Stored data entries:
▼
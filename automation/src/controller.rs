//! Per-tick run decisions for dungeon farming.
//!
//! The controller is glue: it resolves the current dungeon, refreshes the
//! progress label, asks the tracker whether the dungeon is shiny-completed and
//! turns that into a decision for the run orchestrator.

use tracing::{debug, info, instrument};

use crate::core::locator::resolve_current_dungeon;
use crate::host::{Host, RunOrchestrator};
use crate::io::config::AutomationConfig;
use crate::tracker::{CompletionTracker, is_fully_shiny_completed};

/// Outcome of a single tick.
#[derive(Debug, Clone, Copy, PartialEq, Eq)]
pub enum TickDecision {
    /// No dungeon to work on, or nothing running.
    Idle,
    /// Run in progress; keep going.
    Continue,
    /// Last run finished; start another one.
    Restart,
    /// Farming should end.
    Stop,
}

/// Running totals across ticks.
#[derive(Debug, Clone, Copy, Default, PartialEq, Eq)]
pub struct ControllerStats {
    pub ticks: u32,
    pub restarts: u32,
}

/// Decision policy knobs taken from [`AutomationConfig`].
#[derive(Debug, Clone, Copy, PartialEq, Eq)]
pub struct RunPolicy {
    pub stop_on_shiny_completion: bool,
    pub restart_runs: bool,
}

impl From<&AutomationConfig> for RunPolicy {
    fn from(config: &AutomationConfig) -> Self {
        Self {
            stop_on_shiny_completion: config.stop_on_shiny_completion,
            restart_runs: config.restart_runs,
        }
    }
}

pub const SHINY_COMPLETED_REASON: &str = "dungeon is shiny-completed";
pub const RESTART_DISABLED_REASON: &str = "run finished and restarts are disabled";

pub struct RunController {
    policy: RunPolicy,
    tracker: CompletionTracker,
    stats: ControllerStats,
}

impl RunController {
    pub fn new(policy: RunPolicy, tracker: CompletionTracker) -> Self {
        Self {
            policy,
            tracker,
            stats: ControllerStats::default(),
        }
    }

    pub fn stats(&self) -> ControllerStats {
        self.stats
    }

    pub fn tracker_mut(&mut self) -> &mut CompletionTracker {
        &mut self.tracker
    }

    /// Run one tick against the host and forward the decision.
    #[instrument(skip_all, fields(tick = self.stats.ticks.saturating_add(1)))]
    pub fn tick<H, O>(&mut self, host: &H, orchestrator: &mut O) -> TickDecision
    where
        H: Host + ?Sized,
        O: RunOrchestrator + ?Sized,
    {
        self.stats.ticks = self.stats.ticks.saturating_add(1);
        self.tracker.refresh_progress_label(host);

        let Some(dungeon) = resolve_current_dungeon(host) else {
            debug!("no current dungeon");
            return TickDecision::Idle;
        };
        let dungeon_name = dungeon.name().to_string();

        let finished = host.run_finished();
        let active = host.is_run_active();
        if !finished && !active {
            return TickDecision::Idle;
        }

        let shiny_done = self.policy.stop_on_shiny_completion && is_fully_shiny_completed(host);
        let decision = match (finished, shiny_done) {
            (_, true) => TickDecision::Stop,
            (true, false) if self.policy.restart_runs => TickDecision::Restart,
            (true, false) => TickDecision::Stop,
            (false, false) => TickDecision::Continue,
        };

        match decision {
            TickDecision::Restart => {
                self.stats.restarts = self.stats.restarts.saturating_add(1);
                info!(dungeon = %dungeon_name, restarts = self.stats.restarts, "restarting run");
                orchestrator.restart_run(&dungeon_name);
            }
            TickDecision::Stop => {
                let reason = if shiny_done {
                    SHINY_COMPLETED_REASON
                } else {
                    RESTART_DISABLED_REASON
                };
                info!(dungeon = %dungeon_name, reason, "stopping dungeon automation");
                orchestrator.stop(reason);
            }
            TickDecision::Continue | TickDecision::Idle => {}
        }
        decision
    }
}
▲
▼
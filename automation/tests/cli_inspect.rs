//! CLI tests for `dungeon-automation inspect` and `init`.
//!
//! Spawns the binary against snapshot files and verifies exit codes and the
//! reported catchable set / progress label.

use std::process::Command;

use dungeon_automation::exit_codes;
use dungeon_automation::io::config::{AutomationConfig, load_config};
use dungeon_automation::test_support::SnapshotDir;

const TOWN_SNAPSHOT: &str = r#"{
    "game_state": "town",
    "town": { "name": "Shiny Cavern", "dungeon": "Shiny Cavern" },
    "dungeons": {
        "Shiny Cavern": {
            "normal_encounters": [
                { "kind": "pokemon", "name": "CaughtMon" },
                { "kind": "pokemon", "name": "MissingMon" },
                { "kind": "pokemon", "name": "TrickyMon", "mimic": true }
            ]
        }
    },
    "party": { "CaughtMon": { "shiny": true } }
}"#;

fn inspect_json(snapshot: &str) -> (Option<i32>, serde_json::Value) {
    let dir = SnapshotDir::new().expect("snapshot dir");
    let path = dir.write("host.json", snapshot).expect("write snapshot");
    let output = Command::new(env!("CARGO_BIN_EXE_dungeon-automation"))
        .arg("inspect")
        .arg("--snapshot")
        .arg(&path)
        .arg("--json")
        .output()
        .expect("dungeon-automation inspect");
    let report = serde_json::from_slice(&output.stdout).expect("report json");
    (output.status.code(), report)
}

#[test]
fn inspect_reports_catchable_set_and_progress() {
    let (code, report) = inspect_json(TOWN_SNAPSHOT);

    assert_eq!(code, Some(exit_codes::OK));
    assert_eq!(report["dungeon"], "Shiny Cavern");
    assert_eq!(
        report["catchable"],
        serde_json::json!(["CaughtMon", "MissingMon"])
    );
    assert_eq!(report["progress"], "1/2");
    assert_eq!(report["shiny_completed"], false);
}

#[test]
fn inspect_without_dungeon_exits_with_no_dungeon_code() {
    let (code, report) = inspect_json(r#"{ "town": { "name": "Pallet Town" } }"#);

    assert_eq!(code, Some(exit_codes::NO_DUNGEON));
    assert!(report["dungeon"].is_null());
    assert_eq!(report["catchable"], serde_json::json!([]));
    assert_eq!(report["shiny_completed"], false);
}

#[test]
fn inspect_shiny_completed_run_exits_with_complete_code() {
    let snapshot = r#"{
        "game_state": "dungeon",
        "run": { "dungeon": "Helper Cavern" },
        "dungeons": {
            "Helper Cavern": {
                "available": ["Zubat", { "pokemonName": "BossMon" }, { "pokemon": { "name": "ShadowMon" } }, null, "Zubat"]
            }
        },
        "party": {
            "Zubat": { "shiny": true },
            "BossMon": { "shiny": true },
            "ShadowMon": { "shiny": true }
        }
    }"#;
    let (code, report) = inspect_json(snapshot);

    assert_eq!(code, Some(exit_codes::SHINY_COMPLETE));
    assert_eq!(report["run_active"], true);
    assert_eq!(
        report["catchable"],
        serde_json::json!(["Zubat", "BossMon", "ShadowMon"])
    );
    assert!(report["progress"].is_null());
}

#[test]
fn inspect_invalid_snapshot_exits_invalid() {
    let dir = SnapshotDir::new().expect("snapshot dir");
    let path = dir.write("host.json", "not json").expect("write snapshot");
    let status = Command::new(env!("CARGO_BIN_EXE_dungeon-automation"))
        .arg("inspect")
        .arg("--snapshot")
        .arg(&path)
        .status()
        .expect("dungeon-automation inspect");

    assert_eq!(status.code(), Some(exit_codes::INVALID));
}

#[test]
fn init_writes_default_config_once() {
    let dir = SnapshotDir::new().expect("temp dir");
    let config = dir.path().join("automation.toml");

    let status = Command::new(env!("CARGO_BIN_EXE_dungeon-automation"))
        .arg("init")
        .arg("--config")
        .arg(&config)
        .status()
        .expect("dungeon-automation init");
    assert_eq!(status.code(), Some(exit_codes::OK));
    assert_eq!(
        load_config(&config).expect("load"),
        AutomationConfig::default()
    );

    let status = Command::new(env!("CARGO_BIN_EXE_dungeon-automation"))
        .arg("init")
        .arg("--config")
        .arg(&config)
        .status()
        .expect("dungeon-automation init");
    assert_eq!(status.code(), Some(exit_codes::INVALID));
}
▲
### WHAT IS EXPECTED
When you reach the line with "filename automation/src/controller.rs" in the records above, start writing out lines exactly, and stop once the line with "fields(tick = self.stats.ticks.saturating_add(1)))]" has been written; include nothing else.

### REPLY
filename automation/src/controller.rs
//! Per-tick run decisions for dungeon farming.
//!
//! The controller is glue: it resolves the current dungeon, refreshes the
//! progress label, asks the tracker whether the dungeon is shiny-completed and
//! turns that into a decision for the run orchestrator.

use tracing::{debug, info, instrument};

use crate::core::locator::resolve_current_dungeon;
use crate::host::{Host, RunOrchestrator};
use crate::io::config::AutomationConfig;
use crate::tracker::{CompletionTracker, is_fully_shiny_completed};

/// Outcome of a single tick.
#[derive(Debug, Clone, Copy, PartialEq, Eq)]
pub enum TickDecision {
    /// No dungeon to work on, or nothing running.
    Idle,
    /// Run in progress; keep going.
    Continue,
    /// Last run finished; start another one.
    Restart,
    /// Farming should end.
    Stop,
}

/// Running totals across ticks.
#[derive(Debug, Clone, Copy, Default, PartialEq, Eq)]
pub struct ControllerStats {
    pub ticks: u32,
    pub restarts: u32,
}

/// Decision policy knobs taken from [`AutomationConfig`].
#[derive(Debug, Clone, Copy, PartialEq, Eq)]
pub struct RunPolicy {
    pub stop_on_shiny_completion: bool,
    pub restart_runs: bool,
}

impl From<&AutomationConfig> for RunPolicy {
    fn from(config: &AutomationConfig) -> Self {
        Self {
            stop_on_shiny_completion: config.stop_on_shiny_completion,
            restart_runs: config.restart_runs,
        }
    }
}

pub const SHINY_COMPLETED_REASON: &str = "dungeon is shiny-completed";
pub const RESTART_DISABLED_REASON: &str = "run finished and restarts are disabled";

pub struct RunController {
    policy: RunPolicy,
    tracker: CompletionTracker,
    stats: ControllerStats,
}

impl RunController {
    pub fn new(policy: RunPolicy, tracker: CompletionTracker) -> Self {
        Self {
            policy,
            tracker,
            stats: ControllerStats::default(),
        }
    }

    pub fn stats(&self) -> ControllerStats {
        self.stats
    }

    pub fn tracker_mut(&mut self) -> &mut CompletionTracker {
        &mut self.tracker
    }

    /// Run one tick against the host and forward the decision.
    #[instrument(skip_all, fields(tick = self.stats.ticks.saturating_add(1)))]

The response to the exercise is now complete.